This is called the axiomatic approach — a method that had swept mathematics in the 1920s, was used by von Neumann in his book on quantum theory and his papers on set theory, and was in its heyday at Princeton in the late 1940s.13 Nash’s paper is one of the first to apply the axiomatic method to a problem in the social sciences.14
Recall that Edgeworth had called the problem of the bargain “indeterminate.” In other words, if all one knew about the bargainers were their preferences, one couldn’t predict how they would interact or how they would divide the pie. The reason for the indeterminacy would have been obvious to Nash. There wasn’t enough information so one had to make additional assumptions.
Nash’s theory assumes that both sides’ expectations about each other’s behavior are based on the intrinsic features of the bargaining situation itself. The essence of a situation that results in a deal is “two individuals who have the opportunity to collaborate for mutual benefit in more than one way.”15 How they will split the gain, he reasoned, reflects how much the deal is worth to each individual.

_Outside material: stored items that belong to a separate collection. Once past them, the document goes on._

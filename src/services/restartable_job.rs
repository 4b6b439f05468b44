//! Restart-capable wrapper around a single runner job.
//!
//! A job is submitted, polled until it reaches a terminal status and decoded.
//! Failures are classified and, when recoverable, the job is resubmitted with
//! adjusted resources or solver controls until the attempt budget runs out.

use backoff::backoff::Backoff;
use backoff::{ExponentialBackoff, ExponentialBackoffBuilder};
use chrono::Utc;
use std::sync::Arc;
use std::time::Duration;
use tokio::time::sleep;
use tracing::{debug, info, instrument, warn};

use crate::domain::errors::DomainResult;
use crate::domain::models::{
    AdjustmentConfig, AttemptRecord, FailureCode, FailureKind, FailureReason, JobOutcome, JobSpec,
    JobStatus, PollingConfig, RawOutput, StageConfig,
};
use crate::domain::ports::{JobRunner, ParseError};
use crate::services::failure_classifier::{
    adjust, classify, classify_parse_error, classify_runner_error,
};

/// Retry budget and adjustment rules for one stage.
#[derive(Debug, Clone)]
pub struct RestartPolicy {
    /// Total attempts, including the first.
    pub max_attempts: u32,
    pub adjustment: AdjustmentConfig,
    pub polling: PollingConfig,
}

impl RestartPolicy {
    pub fn new(max_attempts: u32, adjustment: AdjustmentConfig, polling: PollingConfig) -> Self {
        Self {
            max_attempts: max_attempts.max(1),
            adjustment,
            polling,
        }
    }

    pub fn for_stage(stage: &StageConfig, adjustment: &AdjustmentConfig, polling: &PollingConfig) -> Self {
        Self::new(stage.max_attempts, adjustment.clone(), polling.clone())
    }

    fn poll_backoff(&self) -> ExponentialBackoff {
        let initial = Duration::from_millis(self.polling.initial_interval_ms.max(1));
        let max = Duration::from_millis(self.polling.max_interval_ms).max(initial);
        ExponentialBackoffBuilder::new()
            .with_initial_interval(initial)
            .with_max_interval(max)
            .with_multiplier(2.0)
            .with_randomization_factor(0.0)
            .with_max_elapsed_time(None)
            .build()
    }
}

/// Final outcome of a restartable job plus its attempt log.
#[derive(Debug, Clone)]
pub struct JobReport<T> {
    pub outcome: JobOutcome<T>,
    pub attempts: Vec<AttemptRecord>,
}

impl<T> JobReport<T> {
    pub fn attempt_count(&self) -> u32 {
        self.attempts.len() as u32
    }
}

/// Terminal result of one submission.
enum Terminal {
    Succeeded(RawOutput),
    Failed(FailureCode),
}

/// Runs jobs through a [`JobRunner`] with classification and retry.
#[derive(Clone)]
pub struct RestartableJob {
    runner: Arc<dyn JobRunner>,
    policy: RestartPolicy,
}

impl RestartableJob {
    pub fn new(runner: Arc<dyn JobRunner>, policy: RestartPolicy) -> Self {
        Self { runner, policy }
    }

    pub fn policy(&self) -> &RestartPolicy {
        &self.policy
    }

    /// Run `spec` until it succeeds, fails fatally or exhausts its attempts.
    ///
    /// `decode` turns successful raw output into the caller's value. A decode
    /// error is classified like any other failure.
    #[instrument(skip_all, fields(label = %spec.label, kind = %spec.kind()))]
    pub async fn run<T, F>(&self, spec: JobSpec, decode: F) -> JobReport<T>
    where
        F: Fn(&RawOutput) -> Result<T, ParseError>,
    {
        let max_attempts = self.policy.max_attempts;
        let mut attempts = Vec::new();
        let mut current = spec;
        let mut last_failure = None;

        for attempt in 1..=max_attempts {
            let started_at = Utc::now();
            debug!(attempt, job_id = %current.id, "submitting job");

            let (action, message) = match self.execute_once(&current).await {
                Ok(Terminal::Succeeded(output)) => match decode(&output) {
                    Ok(value) => {
                        attempts.push(AttemptRecord {
                            job_label: current.label.clone(),
                            attempt,
                            resources: current.resources.clone(),
                            solver: current.solver.clone(),
                            outcome: JobOutcome::Success(()),
                            started_at,
                            finished_at: Utc::now(),
                        });
                        if attempt > 1 {
                            info!(attempt, "job succeeded after retries");
                        }
                        return JobReport {
                            outcome: JobOutcome::Success(value),
                            attempts,
                        };
                    }
                    Err(err) => (classify_parse_error(&err), err.to_string()),
                },
                Ok(Terminal::Failed(code)) => (classify(code), format!("job failed with {code}")),
                Err(err) => (classify_runner_error(&err), format!("runner error: {err}")),
            };

            let reason = FailureReason::new(action.failure_kind(), message);
            attempts.push(AttemptRecord {
                job_label: current.label.clone(),
                attempt,
                resources: current.resources.clone(),
                solver: current.solver.clone(),
                outcome: if action.is_retryable() {
                    JobOutcome::RecoverableFailure(reason.clone())
                } else {
                    JobOutcome::FatalFailure(reason.clone())
                },
                started_at,
                finished_at: Utc::now(),
            });

            if !action.is_retryable() {
                warn!(attempt, reason = %reason, "job failed fatally");
                return JobReport {
                    outcome: JobOutcome::FatalFailure(reason),
                    attempts,
                };
            }

            if attempt < max_attempts {
                let (resources, solver) =
                    adjust(action, &current.resources, &current.solver, &self.policy.adjustment);
                info!(
                    attempt,
                    reason = %reason,
                    ?action,
                    workers = resources.num_workers,
                    memory_mb = resources.memory_mb,
                    walltime_secs = resources.walltime_secs,
                    "resubmitting job"
                );
                current = current.resubmission(resources, solver);
            }
            last_failure = Some(reason);
        }

        let reason = match last_failure {
            Some(last) => FailureReason::new(
                last.kind,
                format!("gave up after {max_attempts} attempts: {}", last.message),
            ),
            None => FailureReason::new(
                FailureKind::InternalConsistency,
                "job loop ended without an attempt",
            ),
        };
        warn!(attempts = max_attempts, reason = %reason, "attempt budget exhausted");
        JobReport {
            outcome: JobOutcome::FatalFailure(reason),
            attempts,
        }
    }

    /// Submit once and poll until the job is terminal.
    async fn execute_once(&self, spec: &JobSpec) -> DomainResult<Terminal> {
        let handle = self.runner.submit(spec).await?;
        let mut backoff = self.policy.poll_backoff();
        let cap = Duration::from_millis(self.policy.polling.max_interval_ms);

        loop {
            match self.runner.poll(&handle).await? {
                JobStatus::Pending => {
                    let wait = backoff.next_backoff().unwrap_or(cap);
                    sleep(wait).await;
                }
                JobStatus::Succeeded(output) => return Ok(Terminal::Succeeded(output)),
                JobStatus::Failed(code) => return Ok(Terminal::Failed(code)),
            }
        }
    }
}

#[cfg(test)]
mod tests {
    use super::*;
    use crate::adapters::runners::mock::{MockJobRunner, MockStep};
    use crate::domain::models::{HubbardParameterSet, JobPayload, Site, Structure};

    fn fast_policy(max_attempts: u32) -> RestartPolicy {
        RestartPolicy::new(
            max_attempts,
            AdjustmentConfig::default(),
            PollingConfig {
                initial_interval_ms: 1,
                max_interval_ms: 2,
            },
        )
    }

    fn spec(label: &str) -> JobSpec {
        let structure = Structure::new(
            [[3.0, 0.0, 0.0], [0.0, 3.0, 0.0], [0.0, 0.0, 3.0]],
            vec![Site::new("Fe", [0.0; 3]).with_hubbard("3d")],
        )
        .unwrap();
        JobSpec::new(
            label,
            JobPayload::GroundState {
                structure,
                parameters: HubbardParameterSet::new(),
            },
        )
    }

    fn decode_stdout(output: &RawOutput) -> Result<String, ParseError> {
        if output.stdout == "garbage" {
            Err(ParseError::Invalid("parse error".to_string()))
        } else if output.stdout == "unconverged" {
            Err(ParseError::NotConverged("scf".to_string()))
        } else {
            Ok(output.stdout.clone())
        }
    }

    #[tokio::test]
    async fn test_success_on_first_attempt() {
        let runner = Arc::new(MockJobRunner::new());
        runner
            .script("scf", vec![MockStep::succeed(RawOutput::from_stdout("ok"))])
            .await;
        let job = RestartableJob::new(runner.clone(), fast_policy(3));

        let report = job.run(spec("scf"), decode_stdout).await;
        assert_eq!(report.outcome, JobOutcome::Success("ok".to_string()));
        assert_eq!(report.attempt_count(), 1);
    }

    #[tokio::test]
    async fn test_pending_polls_are_tolerated() {
        let runner = Arc::new(MockJobRunner::new());
        runner
            .script(
                "scf",
                vec![MockStep::succeed(RawOutput::from_stdout("ok")).after_pending(5)],
            )
            .await;
        let job = RestartableJob::new(runner.clone(), fast_policy(1));

        let report = job.run(spec("scf"), decode_stdout).await;
        assert!(report.outcome.is_success());
        assert_eq!(runner.poll_count().await, 6);
    }

    #[tokio::test]
    async fn test_fatal_code_is_not_retried() {
        let runner = Arc::new(MockJobRunner::new());
        runner
            .script("scf", vec![MockStep::fail(FailureCode::CodeFatal)])
            .await;
        let job = RestartableJob::new(runner.clone(), fast_policy(5));

        let report = job.run(spec("scf"), decode_stdout).await;
        let reason = report.outcome.reason().unwrap();
        assert!(matches!(report.outcome, JobOutcome::FatalFailure(_)));
        assert_eq!(reason.kind, FailureKind::CodeFatal);
        assert_eq!(report.attempt_count(), 1);
        assert_eq!(runner.submissions().await.len(), 1);
    }

    #[tokio::test]
    async fn test_malformed_output_is_fatal() {
        let runner = Arc::new(MockJobRunner::new());
        runner
            .script("scf", vec![MockStep::succeed(RawOutput::from_stdout("garbage"))])
            .await;
        let job = RestartableJob::new(runner, fast_policy(5));

        let report = job.run(spec("scf"), decode_stdout).await;
        let reason = report.outcome.reason().unwrap();
        assert_eq!(reason.kind, FailureKind::MalformedOutput);
        assert!(reason.message.contains("parse error"));
        assert_eq!(report.attempt_count(), 1);
    }

    #[tokio::test]
    async fn test_non_convergence_adjusts_solver() {
        let runner = Arc::new(MockJobRunner::new());
        runner
            .script(
                "scf",
                vec![
                    MockStep::succeed(RawOutput::from_stdout("unconverged")),
                    MockStep::succeed(RawOutput::from_stdout("ok")),
                ],
            )
            .await;
        let job = RestartableJob::new(runner.clone(), fast_policy(3));

        let report = job.run(spec("scf"), decode_stdout).await;
        assert!(report.outcome.is_success());
        assert_eq!(report.attempt_count(), 2);
        let submissions = runner.submissions().await;
        assert!(submissions[1].solver.conv_threshold > submissions[0].solver.conv_threshold);
        assert_eq!(
            report.attempts[0].outcome.reason().unwrap().kind,
            FailureKind::DomainNonConvergence
        );
    }

    #[tokio::test]
    async fn test_attempt_budget_is_never_exceeded() {
        let runner = Arc::new(MockJobRunner::new());
        runner
            .script(
                "scf",
                vec![MockStep::fail(FailureCode::NodeFailure); 10],
            )
            .await;
        let job = RestartableJob::new(runner.clone(), fast_policy(4));

        let report = job.run(spec("scf"), decode_stdout).await;
        assert!(matches!(report.outcome, JobOutcome::FatalFailure(_)));
        assert_eq!(report.outcome.reason().unwrap().kind, FailureKind::TransientResource);
        assert_eq!(report.attempt_count(), 4);
        assert_eq!(runner.submissions().await.len(), 4);
    }

    #[tokio::test]
    async fn test_runner_errors_are_retried() {
        let runner = Arc::new(MockJobRunner::new());
        runner
            .script(
                "scf",
                vec![
                    MockStep::submit_error("scheduler offline"),
                    MockStep::succeed(RawOutput::from_stdout("ok")),
                ],
            )
            .await;
        let job = RestartableJob::new(runner, fast_policy(2));

        let report = job.run(spec("scf"), decode_stdout).await;
        assert!(report.outcome.is_success());
        assert_eq!(report.attempt_count(), 2);
        assert!(report.attempts[0]
            .outcome
            .reason()
            .unwrap()
            .message
            .contains("scheduler offline"));
    }
}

He started by asking the question, What reasonable conditions would any solution — any split — have to satisfy? He then posed four conditions and, using an ingenious mathematical argument, showed that, if his axioms held, a unique solution existed that maximized the product of the players’ utilities. In a sense, his contribution was not so much to “solve” the problem as to state it in a simple and precise way so as to show that unique solutions were possible.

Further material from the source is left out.